:: The problem ::
Wherever "Analakely" occurs in the entries, copy the line that holds it.

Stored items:
=== Begin Enclosure ===

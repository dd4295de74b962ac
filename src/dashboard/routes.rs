//! Router configuration for the dashboard.

use axum::{routing::get, Router};

use super::handlers;
use super::AppState;

pub fn create_router(state: AppState) -> Router {
    Router::new()
        .route("/", get(handlers::index))
        .route("/api/predict", get(handlers::api_predict))
        .route("/api/charts", get(handlers::api_charts))
        .route("/api/map", get(handlers::api_map))
        .route("/api/health", get(handlers::api_health))
        .with_state(state)
}

#[cfg(test)]
mod tests {
    use super::*;
    use crate::dashboard::{Dashboard, LinearRentModel, ReferenceData, RentModel};
    use axum::body::Body;
    use axum::http::{Request, StatusCode};
    use std::sync::Arc;
    use tower::ServiceExt;

    const DATA: &str = "quartier,superficie,nombre_chambres,douche_wc,type_d_acces,meublé,etat_general,loyer_mensuel
Isoraka,80,3,interieur,voiture,oui,bon,500000
Isoraka,60,2,exterieur,moto,non,moyen,300000
Analakely,40,1,exterieur,sans,non,mauvais,100000
";

    fn model() -> Box<dyn RentModel> {
        Box::new(LinearRentModel {
            intercept: 100_000.0,
            ..Default::default()
        })
    }

    fn app(with_model: bool, with_data: bool) -> Router {
        let data = with_data.then(|| ReferenceData::from_reader(DATA.as_bytes()).unwrap());
        let model = with_model.then(model);
        create_router(Arc::new(Dashboard::new(model, data)))
    }

    async fn fetch(app: Router, uri: &str) -> (StatusCode, String) {
        let response = app
            .oneshot(Request::builder().uri(uri).body(Body::empty()).unwrap())
            .await
            .unwrap();
        let status = response.status();
        let body = axum::body::to_bytes(response.into_body(), usize::MAX)
            .await
            .unwrap();
        (status, String::from_utf8(body.to_vec()).unwrap())
    }

    #[tokio::test]
    async fn test_predict_endpoint() {
        let (status, body) = fetch(
            app(true, true),
            "/api/predict?neighborhood=Isoraka&area_sqm=70&room_count=2&condition=bon",
        )
        .await;
        assert_eq!(status, StatusCode::OK);

        let json: serde_json::Value = serde_json::from_str(&body).unwrap();
        assert_eq!(json["comparison"]["predicted_rent"], 100_000.0);
        assert_eq!(json["comparison"]["neighborhood_mean"], 400_000.0);
        assert_eq!(json["comparison"]["global_mean"], 300_000.0);
        assert_eq!(json["features"]["area_per_room"], 35.0);
        assert_eq!(json["features"]["condition"], "bon");
    }

    #[tokio::test]
    async fn test_predict_rejects_out_of_range() {
        let (status, body) = fetch(app(true, true), "/api/predict?area_sqm=500").await;
        assert_eq!(status, StatusCode::BAD_REQUEST);
        assert!(body.contains("area_sqm"));
    }

    #[tokio::test]
    async fn test_predict_without_model_is_unavailable() {
        let (status, _) = fetch(app(false, true), "/api/predict").await;
        assert_eq!(status, StatusCode::SERVICE_UNAVAILABLE);
    }

    #[tokio::test]
    async fn test_charts_without_model_have_no_marker() {
        let (status, body) = fetch(app(false, true), "/api/charts").await;
        assert_eq!(status, StatusCode::OK);
        let json: serde_json::Value = serde_json::from_str(&body).unwrap();
        assert!(json["rent_distribution"]["marker"].is_null());
        assert_eq!(json["mean_by_neighborhood"][0]["neighborhood"], "Isoraka");
    }

    #[tokio::test]
    async fn test_charts_without_data_are_unavailable() {
        let (status, _) = fetch(app(true, false), "/api/charts").await;
        assert_eq!(status, StatusCode::SERVICE_UNAVAILABLE);
    }

    #[tokio::test]
    async fn test_map_endpoint() {
        let (status, body) = fetch(app(true, true), "/api/map?neighborhood=Analakely").await;
        assert_eq!(status, StatusCode::OK);
        let json: serde_json::Value = serde_json::from_str(&body).unwrap();
        let markers = json["markers"].as_array().unwrap();
        let selected: Vec<_> = markers.iter().filter(|m| m["selected"] == true).collect();
        assert_eq!(selected.len(), 1);
        assert_eq!(selected[0]["name"], "Analakely");
        assert_eq!(selected[0]["mean_rent"], 100_000.0);
    }

    #[tokio::test]
    async fn test_index_renders_prediction() {
        let (status, body) = fetch(app(true, true), "/?neighborhood=Isoraka").await;
        assert_eq!(status, StatusCode::OK);
        assert!(body.contains("Loyer mensuel estimé"));
        assert!(body.contains("100 000 Ar"));
        assert!(body.contains("<option value=\"Isoraka\" selected>"));
    }

    #[tokio::test]
    async fn test_index_degrades_without_resources() {
        let (status, body) = fetch(app(false, false), "/").await;
        assert_eq!(status, StatusCode::OK);
        assert!(body.contains("class=\"error\""));
        assert!(!body.contains("Loyer mensuel estimé"));
    }

    #[tokio::test]
    async fn test_index_treats_blank_numbers_as_defaults() {
        let (status, body) = fetch(app(true, true), "/?neighborhood=Isoraka&area_sqm=&room_count=2").await;
        assert_eq!(status, StatusCode::OK);
        assert!(body.contains("Loyer mensuel estimé"));
        assert!(!body.contains("class=\"error\""));
    }

    #[tokio::test]
    async fn test_index_shows_malformed_query_as_error() {
        let (status, body) = fetch(app(true, true), "/?area_sqm=abc&condition=excellent").await;
        assert_eq!(status, StatusCode::OK);
        assert!(body.contains("class=\"error\""));
        assert!(body.contains("Loyer mensuel estimé"));
    }

    #[tokio::test]
    async fn test_predict_accepts_blank_area() {
        let (status, body) = fetch(app(true, true), "/api/predict?neighborhood=Isoraka&area_sqm=").await;
        assert_eq!(status, StatusCode::OK);
        let json: serde_json::Value = serde_json::from_str(&body).unwrap();
        assert_eq!(json["features"]["area_sqm"], 80);
    }

    #[tokio::test]
    async fn test_health_reports_load_state() {
        let (status, body) = fetch(app(false, true), "/api/health").await;
        assert_eq!(status, StatusCode::OK);
        let json: serde_json::Value = serde_json::from_str(&body).unwrap();
        assert_eq!(json["model_loaded"], false);
        assert_eq!(json["data_loaded"], true);
    }
}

=== End Enclosure ===

:: Task result ::
Analakely,40,1,exterieur,sans,non,mauvais,100000
        let (status, body) = fetch(app(true, true), "/api/map?neighborhood=Analakely").await;
        assert_eq!(selected[0]["name"], "Analakely");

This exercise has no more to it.